Containment Graphs, Posets, and Related Classes of Graphs

Abstract: In this paper, we introduce the notion of the containment graph of a family of sets and containment classes of graphs and posets. Let $Z$ be a family of nonempty sets. We call a (simple, finite) graph G = (V, E) a $Z$-containment graph provided one can assign to each vertex $v_i \in V $ a set $S_i \in Z$ such that $v_i v_j \in E$ if and only if $S_i \subset S_j$ or $S_j \subset S_i$ . Similarly, we call a (strict) partially ordered set $P = (V, <)$ a $Z$-containment poset if to each $v_i \in V $ we can assign a set $S_i \in Z$ such that $v_i < v_j$ if and only if $S_i \subset S_j$. Obviously, $G$ is the comparability graph of $P$. We give some basic results on containment graphs and investigate the containment graphs of iso-oriented boxes in $d$-space.

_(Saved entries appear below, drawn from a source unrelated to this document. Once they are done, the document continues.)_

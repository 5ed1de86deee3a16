//! Crudforge Core - Hexagonal Architecture Implementation
//!
//! This crate provides the domain and application layers for the Crudforge
//! layered-CRUD scaffolding generator, following hexagonal (ports and
//! adapters) architecture.
//!
//! ## Architecture Overview
//!
//! ```text
//! ┌─────────────────────────────────────────┐
//! │         crudforge-cli (CLI)             │
//! │     (Implements Driving Ports)          │
//! └──────────────────┬──────────────────────┘
//!                    │ calls
//!                    ▼
//! ┌─────────────────────────────────────────┐
//! │         Application Services            │
//! │  (GenerationService, ProjectService)    │
//! │         Orchestrates Use Cases          │
//! └──────────────────┬──────────────────────┘
//!                    │ uses
//!                    ▼
//! ┌─────────────────────────────────────────┐
//! │      Application Ports (Traits)         │
//! │ (Driven: Filesystem, Toolchain, Store)  │
//! └──────────────────┬──────────────────────┘
//!                    │ implemented by
//!                    ▼
//! ┌─────────────────────────────────────────┐
//! │    crudforge-adapters (Infrastructure)  │
//! │ (LocalFilesystem, CargoToolchain, etc)  │
//! └─────────────────────────────────────────┘
//!                    │
//!                    ▼
//! ┌─────────────────────────────────────────┐
//! │        Domain Layer (Pure Logic)        │
//! │ (EntitySchema, EntityNames, emitters)   │
//! │        No External Dependencies         │
//! └─────────────────────────────────────────┘
//! ```
//!
//! ## Usage
//!
//! ```rust,ignore
//! use crudforge_core::{
//!     application::GenerationService,
//!     domain::{EntitySchema, PropertyDefinition, PropertyType},
//! };
//!
//! // 1. Describe the entity
//! let schema = EntitySchema::new(
//!     "Mstproduct",
//!     "mstproduct",
//!     vec![PropertyDefinition::new("Code", "code", PropertyType::String)
//!         .required()
//!         .with_max_length(64)],
//! ).unwrap();
//!
//! // 2. Use the application service (with an injected filesystem adapter)
//! let service = GenerationService::new(filesystem);
//! service.generate(&schema, "./output".as_ref()).unwrap();
//! ```

// Re-export domain layer (stable, well-defined API)
pub mod domain;

// Artifact emitters (pure schema -> text)
pub mod emit;

// Generic CRUD-over-T capability
pub mod crud;

// Re-export application layer (orchestration logic)
pub mod application;

// Re-export error types
pub mod error;

// Public API - what external crates should use
pub mod prelude {
    pub use crate::application::{
        GenerationReport, GenerationService, ProjectPlan, ProjectReport, ProjectService,
        ProjectSpec, ToolchainStep,
        ports::{Clock, Filesystem, RecordStore, Toolchain},
    };
    pub use crate::crud::{AuditedRecord, CodeLookup, CrudService, NameSearch};
    pub use crate::domain::{
        AuditTrail, EntityNames, EntitySchema, PropertyDefinition, PropertyType,
    };
    pub use crate::emit::{Artifact, ArtifactKind, render_entity_artifacts};
    pub use crate::error::{ForgeError, ForgeResult};
}

// Version info
pub const VERSION: &str = env!("CARGO_PKG_VERSION");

We present a characterization of those classes of posets and graphs that have containment representations by sets of a specific type, and we extend our results to injective'' containment classes. After that we discuss similar characterizations for intersection, overlap, and disjointedness classes of graphs. Finally, in the last section we discuss the nonexistence of a characterization theorem forstrong'' containment classes of graphs.